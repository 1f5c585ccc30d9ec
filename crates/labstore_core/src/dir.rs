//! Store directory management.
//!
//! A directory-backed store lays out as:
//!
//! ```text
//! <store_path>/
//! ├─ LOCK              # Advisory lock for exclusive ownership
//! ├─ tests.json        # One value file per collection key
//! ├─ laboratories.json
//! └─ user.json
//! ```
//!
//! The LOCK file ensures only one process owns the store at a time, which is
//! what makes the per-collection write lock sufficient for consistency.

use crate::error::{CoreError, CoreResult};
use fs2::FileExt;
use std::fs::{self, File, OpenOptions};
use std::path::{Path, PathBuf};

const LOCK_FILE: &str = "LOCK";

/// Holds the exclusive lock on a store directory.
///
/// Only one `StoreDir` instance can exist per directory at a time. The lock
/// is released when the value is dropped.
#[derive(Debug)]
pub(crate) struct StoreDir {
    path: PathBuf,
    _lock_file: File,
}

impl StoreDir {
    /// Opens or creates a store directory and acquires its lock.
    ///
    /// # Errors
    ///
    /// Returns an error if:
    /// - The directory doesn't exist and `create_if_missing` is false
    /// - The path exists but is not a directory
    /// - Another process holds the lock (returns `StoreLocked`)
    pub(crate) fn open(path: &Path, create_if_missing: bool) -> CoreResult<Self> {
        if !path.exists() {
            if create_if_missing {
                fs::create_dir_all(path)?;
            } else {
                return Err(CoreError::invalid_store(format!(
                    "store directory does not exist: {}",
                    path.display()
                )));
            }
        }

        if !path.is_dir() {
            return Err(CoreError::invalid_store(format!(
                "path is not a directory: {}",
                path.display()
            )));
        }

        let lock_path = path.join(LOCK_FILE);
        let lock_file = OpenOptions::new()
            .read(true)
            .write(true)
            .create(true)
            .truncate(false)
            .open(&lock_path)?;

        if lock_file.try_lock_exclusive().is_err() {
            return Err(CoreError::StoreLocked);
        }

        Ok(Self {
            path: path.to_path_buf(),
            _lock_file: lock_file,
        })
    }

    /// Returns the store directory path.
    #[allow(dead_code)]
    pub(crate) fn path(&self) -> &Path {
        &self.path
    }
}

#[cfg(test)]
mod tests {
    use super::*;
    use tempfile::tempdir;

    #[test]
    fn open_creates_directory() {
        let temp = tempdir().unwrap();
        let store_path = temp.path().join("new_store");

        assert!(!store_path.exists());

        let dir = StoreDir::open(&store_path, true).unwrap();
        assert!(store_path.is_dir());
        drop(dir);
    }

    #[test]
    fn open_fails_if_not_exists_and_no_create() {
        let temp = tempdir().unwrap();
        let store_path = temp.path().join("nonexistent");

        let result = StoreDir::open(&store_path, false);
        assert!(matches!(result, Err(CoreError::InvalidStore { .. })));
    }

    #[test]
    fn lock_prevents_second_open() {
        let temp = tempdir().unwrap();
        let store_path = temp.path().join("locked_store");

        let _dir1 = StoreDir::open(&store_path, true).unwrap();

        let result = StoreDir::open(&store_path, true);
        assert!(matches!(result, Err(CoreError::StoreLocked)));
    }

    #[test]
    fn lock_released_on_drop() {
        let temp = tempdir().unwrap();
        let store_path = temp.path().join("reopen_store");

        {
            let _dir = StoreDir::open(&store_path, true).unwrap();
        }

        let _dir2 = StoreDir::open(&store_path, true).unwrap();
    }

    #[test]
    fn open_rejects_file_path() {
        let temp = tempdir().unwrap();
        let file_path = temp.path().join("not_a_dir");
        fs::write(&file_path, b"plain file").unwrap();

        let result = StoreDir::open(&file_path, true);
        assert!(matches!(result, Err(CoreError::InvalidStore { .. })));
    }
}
★ ★ ★ ★
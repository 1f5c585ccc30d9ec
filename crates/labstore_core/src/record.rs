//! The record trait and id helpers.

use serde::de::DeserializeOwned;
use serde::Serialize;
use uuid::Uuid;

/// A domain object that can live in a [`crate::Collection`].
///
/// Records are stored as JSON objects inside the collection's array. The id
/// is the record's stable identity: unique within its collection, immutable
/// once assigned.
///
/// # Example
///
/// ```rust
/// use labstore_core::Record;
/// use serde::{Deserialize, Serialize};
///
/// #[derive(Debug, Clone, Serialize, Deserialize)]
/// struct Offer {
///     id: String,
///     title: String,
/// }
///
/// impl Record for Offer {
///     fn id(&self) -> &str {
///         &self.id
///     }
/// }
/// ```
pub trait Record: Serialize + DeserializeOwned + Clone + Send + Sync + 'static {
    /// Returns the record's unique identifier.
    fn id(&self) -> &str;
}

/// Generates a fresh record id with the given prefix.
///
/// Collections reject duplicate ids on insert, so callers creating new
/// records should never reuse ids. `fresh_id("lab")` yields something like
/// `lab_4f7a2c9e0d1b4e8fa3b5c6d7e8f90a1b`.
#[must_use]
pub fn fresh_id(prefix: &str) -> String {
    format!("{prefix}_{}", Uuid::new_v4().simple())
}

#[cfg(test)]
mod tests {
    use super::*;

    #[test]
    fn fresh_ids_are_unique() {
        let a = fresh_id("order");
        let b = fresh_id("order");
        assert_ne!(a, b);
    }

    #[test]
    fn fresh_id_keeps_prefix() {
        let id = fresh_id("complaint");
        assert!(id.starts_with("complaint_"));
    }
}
★ ★ ★ ★
**Task**
Look through the entries above and quote exactly the lines from the line with "time, which is" to the line with "#[derive(Debug)]", counting both of those lines.

**Exercise response**
//! The LOCK file ensures only one process owns the store at a time, which is
//! what makes the per-collection write lock sufficient for consistency.

use crate::error::{CoreError, CoreResult};
use fs2::FileExt;
use std::fs::{self, File, OpenOptions};
use std::path::{Path, PathBuf};

const LOCK_FILE: &str = "LOCK";

/// Holds the exclusive lock on a store directory.
///
/// Only one `StoreDir` instance can exist per directory at a time. The lock
/// is released when the value is dropped.
#[derive(Debug)]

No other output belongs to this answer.